Every other company’s d-pads had similar design differences that made them legally distinct from Nintendo’s original design. The PlayStation d-pad was totally recessed into the controller shell and its pivot was built out of multiple parts. The Xbox 360 d-pad was mounted on a joystick-like shaft rather than a ball pivot. This, by the way, is part of why the Xbox 360’s d-pad design was so inaccurate.
The Direction of the Future
Nintendo’s patent expired in 2005, allowing anyone to use their design without legal ramifications, and while you might have seen several copy-cat d-pads on non-gaming devices such as set-top boxes and DVD players, you might notice that Sony and Microsoft haven’t suddenly jumped at the opportunity to use Nintendo’s design. This is because they understand something that Yokoi understood so many years ago: the advantage of any d-pad is the way it feels.
The d-pad succeeded because it felt natural. It allowed gamers to use muscle memory instead of visual memory to control their games. Each d-pad derivation carried with it its own feel, and that feel actually affected what games became popular on each platform. Sony’s d-pad feels stiff but accurate. This makes it perfect for discrete quick button presses, and as a result we saw the rise of RPGs, which make use of heavy menu-based gameplay, and fighting games, which require incredibly accurate directional inputs, on Sony consoles. The lack of accuracy of the Xbox 360’s d-pad made it more suitable for secondary actions, and so it became used for item and perk usage in first-person shooters, which more heavily relied on analog sticks and triggers to control.

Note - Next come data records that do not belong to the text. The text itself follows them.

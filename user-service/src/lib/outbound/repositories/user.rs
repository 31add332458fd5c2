use async_trait::async_trait;
use chrono::DateTime;
use chrono::Utc;
use sqlx::postgres::PgRow;
use sqlx::PgPool;
use sqlx::Row;
use uuid::Uuid;

use crate::domain::user::models::DisplayName;
use crate::domain::user::models::EmailAddress;
use crate::domain::user::models::User;
use crate::domain::user::models::UserId;
use crate::domain::user::ports::UserRepository;
use crate::user::errors::UserError;

const EMAIL_UNIQUE_CONSTRAINT: &str = "users_email_key";

pub struct PostgresUserRepository {
    pool: PgPool,
}

impl PostgresUserRepository {
    pub fn new(pool: PgPool) -> Self {
        Self { pool }
    }
}

fn user_from_row(row: PgRow) -> Result<User, UserError> {
    let id: Uuid = row.try_get("id").map_err(database_error)?;
    let email: String = row.try_get("email").map_err(database_error)?;
    let name: String = row.try_get("name").map_err(database_error)?;
    let password_hash: String = row.try_get("password_hash").map_err(database_error)?;
    let created_at: DateTime<Utc> = row.try_get("created_at").map_err(database_error)?;

    Ok(User {
        id: UserId(id),
        email: EmailAddress::new(email)?,
        name: DisplayName::new(name)?,
        password_hash,
        created_at,
    })
}

fn database_error(e: sqlx::Error) -> UserError {
    UserError::DatabaseError(e.to_string())
}

#[async_trait]
impl UserRepository for PostgresUserRepository {
    async fn create(&self, user: User) -> Result<User, UserError> {
        sqlx::query(
            r#"
            INSERT INTO users (id, email, name, password_hash, created_at)
            VALUES ($1, $2, $3, $4, $5)
            "#,
        )
        .bind(user.id.0)
        .bind(user.email.as_str())
        .bind(user.name.as_str())
        .bind(&user.password_hash)
        .bind(user.created_at)
        .execute(&self.pool)
        .await
        .map_err(|e| {
            if let Some(db_err) = e.as_database_error() {
                if db_err.is_unique_violation()
                    && db_err.constraint() == Some(EMAIL_UNIQUE_CONSTRAINT)
                {
                    return UserError::EmailAlreadyExists(user.email.as_str().to_string());
                }
            }
            database_error(e)
        })?;

        Ok(user)
    }

    async fn find_by_id(&self, id: &UserId) -> Result<Option<User>, UserError> {
        let row = sqlx::query(
            r#"
            SELECT id, email, name, password_hash, created_at
            FROM users
            WHERE id = $1
            "#,
        )
        .bind(id.0)
        .fetch_optional(&self.pool)
        .await
        .map_err(database_error)?;

        row.map(user_from_row).transpose()
    }

    async fn find_by_email(&self, email: &str) -> Result<Option<User>, UserError> {
        let row = sqlx::query(
            r#"
            SELECT id, email, name, password_hash, created_at
            FROM users
            WHERE email = $1
            "#,
        )
        .bind(email)
        .fetch_optional(&self.pool)
        .await
        .map_err(database_error)?;

        row.map(user_from_row).transpose()
    }
}
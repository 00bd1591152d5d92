//! Session Value Types
//!
//! A session is a tracked unit of background work with a status/result
//! record. These types are pure values: they are created by the
//! [`crate::runner::TaskRunner`], stored and evicted by the
//! [`crate::store::SessionStore`], and only ever read by everyone else.

use serde::{Deserialize, Serialize};
use uuid::Uuid;

/// Unique identifier for a session, generated at creation and immutable
#[derive(Clone, Copy, Debug, PartialEq, Eq, Hash, Serialize, Deserialize)]
pub struct SessionId(Uuid);

impl SessionId {
    /// Generate a new unique session ID
    #[must_use]
    pub fn new() -> Self {
        Self(Uuid::new_v4())
    }

    /// The underlying UUID
    #[must_use]
    pub fn as_uuid(&self) -> &Uuid {
        &self.0
    }
}

impl Default for SessionId {
    fn default() -> Self {
        Self::new()
    }
}

impl std::fmt::Display for SessionId {
    fn fmt(&self, f: &mut std::fmt::Formatter<'_>) -> std::fmt::Result {
        write!(f, "{}", self.0)
    }
}

/// Status of a background session
///
/// The state machine only moves forward:
/// `New -> Processing -> { Completed, Error }`. The transition to
/// `Processing` is implicit at dispatch; the polling contract treats
/// "not yet terminal" as processing.
#[derive(Clone, Copy, Debug, PartialEq, Eq, Serialize, Deserialize)]
#[serde(rename_all = "lowercase")]
pub enum SessionStatus {
    /// Session created, work not yet dispatched
    New,
    /// Work is running in the background
    Processing,
    /// Work returned a result
    Completed,
    /// Work failed, or its execution scope expired
    Error,
}

impl SessionStatus {
    /// Whether this status is terminal (no further transitions)
    #[must_use]
    pub fn is_terminal(&self) -> bool {
        matches!(self, Self::Completed | Self::Error)
    }

    /// Human-readable label
    #[must_use]
    pub fn label(&self) -> &'static str {
        match self {
            Self::New => "new",
            Self::Processing => "processing",
            Self::Completed => "completed",
            Self::Error => "error",
        }
    }

    /// Parse a status from its label
    #[must_use]
    pub fn parse(s: &str) -> Option<Self> {
        match s.trim().to_lowercase().as_str() {
            "new" => Some(Self::New),
            "processing" => Some(Self::Processing),
            "completed" => Some(Self::Completed),
            "error" => Some(Self::Error),
            _ => None,
        }
    }
}

impl std::fmt::Display for SessionStatus {
    fn fmt(&self, f: &mut std::fmt::Formatter<'_>) -> std::fmt::Result {
        write!(f, "{}", self.label())
    }
}

/// A session's status/result record
///
/// Mutated only through [`crate::store::SessionStore::update_status`]; the
/// background task that owns the session is its single writer.
#[derive(Clone, Debug, PartialEq, Eq, Serialize, Deserialize)]
pub struct SessionRecord {
    /// Unique session ID
    pub id: SessionId,
    /// Current status
    pub status: SessionStatus,
    /// Result payload; empty until terminal. On `Error` this holds a
    /// structured error payload (`{"error": "..."}`).
    pub result: Vec<u8>,
    /// When the session was created (Unix timestamp ms)
    pub started_at_ms: u64,
    /// When the session reached a terminal status (Unix timestamp ms).
    /// `None` until then; set exactly once.
    pub completed_at_ms: Option<u64>,
}

impl SessionRecord {
    /// Create a fresh record in status `New`
    #[must_use]
    pub fn new(id: SessionId) -> Self {
        Self {
            id,
            status: SessionStatus::New,
            result: Vec::new(),
            started_at_ms: now_ms(),
            completed_at_ms: None,
        }
    }

    /// Whether the record has reached a terminal status
    #[must_use]
    pub fn is_terminal(&self) -> bool {
        self.status.is_terminal()
    }
}

/// Current Unix timestamp in milliseconds
pub(crate) fn now_ms() -> u64 {
    std::time::SystemTime::now()
        .duration_since(std::time::UNIX_EPOCH)
        .unwrap_or_default()
        .as_millis() as u64
}
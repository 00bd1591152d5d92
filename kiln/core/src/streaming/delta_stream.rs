//! Delta Stream Implementation
//!
//! An asynchronous stream of [`ResponseDelta`] items bridging a bounded
//! tokio channel to the `futures::Stream` interface, with the consumer-side
//! half of the cancellation contract built in.

use std::future::Future;
use std::pin::Pin;
use std::task::{Context, Poll};

use futures::Stream;
use tokio::sync::mpsc;

use crate::engine::ResponseDelta;
use crate::scope::{ExecScope, ScopeEnd};

/// An ordered, lazy sequence of response deltas.
///
/// The sequence terminates in exactly one terminal item: the engine's normal
/// stop delta, its error delta, or, if the caller's scope ends first, a
/// single `Error` delta carrying the cancellation message. After the
/// terminal item the stream only yields `None`.
///
/// Cancellation is checked before each item is handed out, so once the scope
/// ends no further content items are observed; items already consumed stand.
/// Deltas buffered but not yet consumed when cancellation takes effect are
/// discarded.
pub struct DeltaStream {
    receiver: mpsc::Receiver<ResponseDelta>,
    cancelled: Pin<Box<dyn Future<Output = ScopeEnd> + Send>>,
    terminated: bool,
}

impl std::fmt::Debug for DeltaStream {
    fn fmt(&self, f: &mut std::fmt::Formatter<'_>) -> std::fmt::Result {
        f.debug_struct("DeltaStream")
            .field("terminated", &self.terminated)
            .finish_non_exhaustive()
    }
}

impl DeltaStream {
    /// Wrap the forwarder's receiver, racing it against `scope`.
    pub(crate) fn new(receiver: mpsc::Receiver<ResponseDelta>, scope: ExecScope) -> Self {
        Self {
            receiver,
            cancelled: Box::pin(async move { scope.cancelled().await }),
            terminated: false,
        }
    }
}

impl Stream for DeltaStream {
    type Item = ResponseDelta;

    fn poll_next(self: Pin<&mut Self>, cx: &mut Context<'_>) -> Poll<Option<Self::Item>> {
        let this = self.get_mut();

        if this.terminated {
            return Poll::Ready(None);
        }

        // The scope wins over anything still sitting in the channel.
        if let Poll::Ready(end) = this.cancelled.as_mut().poll(cx) {
            this.terminated = true;
            this.receiver.close();
            return Poll::Ready(Some(ResponseDelta::Error(end.message().to_string())));
        }

        match this.receiver.poll_recv(cx) {
            Poll::Ready(Some(delta)) => {
                if delta.is_terminal() {
                    this.terminated = true;
                }
                Poll::Ready(Some(delta))
            }
            Poll::Ready(None) => {
                this.terminated = true;
                Poll::Ready(None)
            }
            Poll::Pending => Poll::Pending,
        }
    }
}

And Nintendo? Well Nintendo’s d-pad was always built for one simple purpose: movement. That’s where this journey began. So obviously Nintendo’s d-pad would be best used for platformers and other movement-heavy games. And for a long time it was.
However, Nintendo eventually outgrew their own d-pad design. With the creation of the N64 and the development of the analog stick, a new movement device was created. The N64’s d-pad was largely ignored, as was the Gamecube’s, and the Wii and Wii U d-pads were only secondary control devices, if they were used at all.
Which brings us to the Nintendo Switch, a console that has brought Nintendo full circle. Unlike every other Nintendo console to date, the Nintendo Switch does not have a d-pad, instead relying on the four directional button setup that was originally abandoned in the Game & Watch era.
What does this mean for the d-pad? Is it obsolete? Has Nintendo accurately predicted that the analog stick has taken the place of the d-pad for practically every function?
Or has the d-pad taken on a life of its own outside of Nintendo’s original design? Is it still the preferred method of input for platformers, menus, and even fighting games if you don’t own a joystick? Does the d-pad still have a purpose?
The very fact that we can still ask that question is proof that Gunpei Yokoi’s design has had an incredible effect on the world of video game design as we know it. It has been 35 years since Yokoi first made a single-button plastic design to allow an LCD clamshell game to close comfortably, and that simple bit of problem solving has become the most well known symbol of video-game culture. If it weren’t for that one single problem, the world of gaming as we know it might look entirely different.
In fact, if the d-pad never hit it big, it's likely that our modern day consoles would be operated with a keyboard and mouse, similar to older home computer systems like the Commodore 64.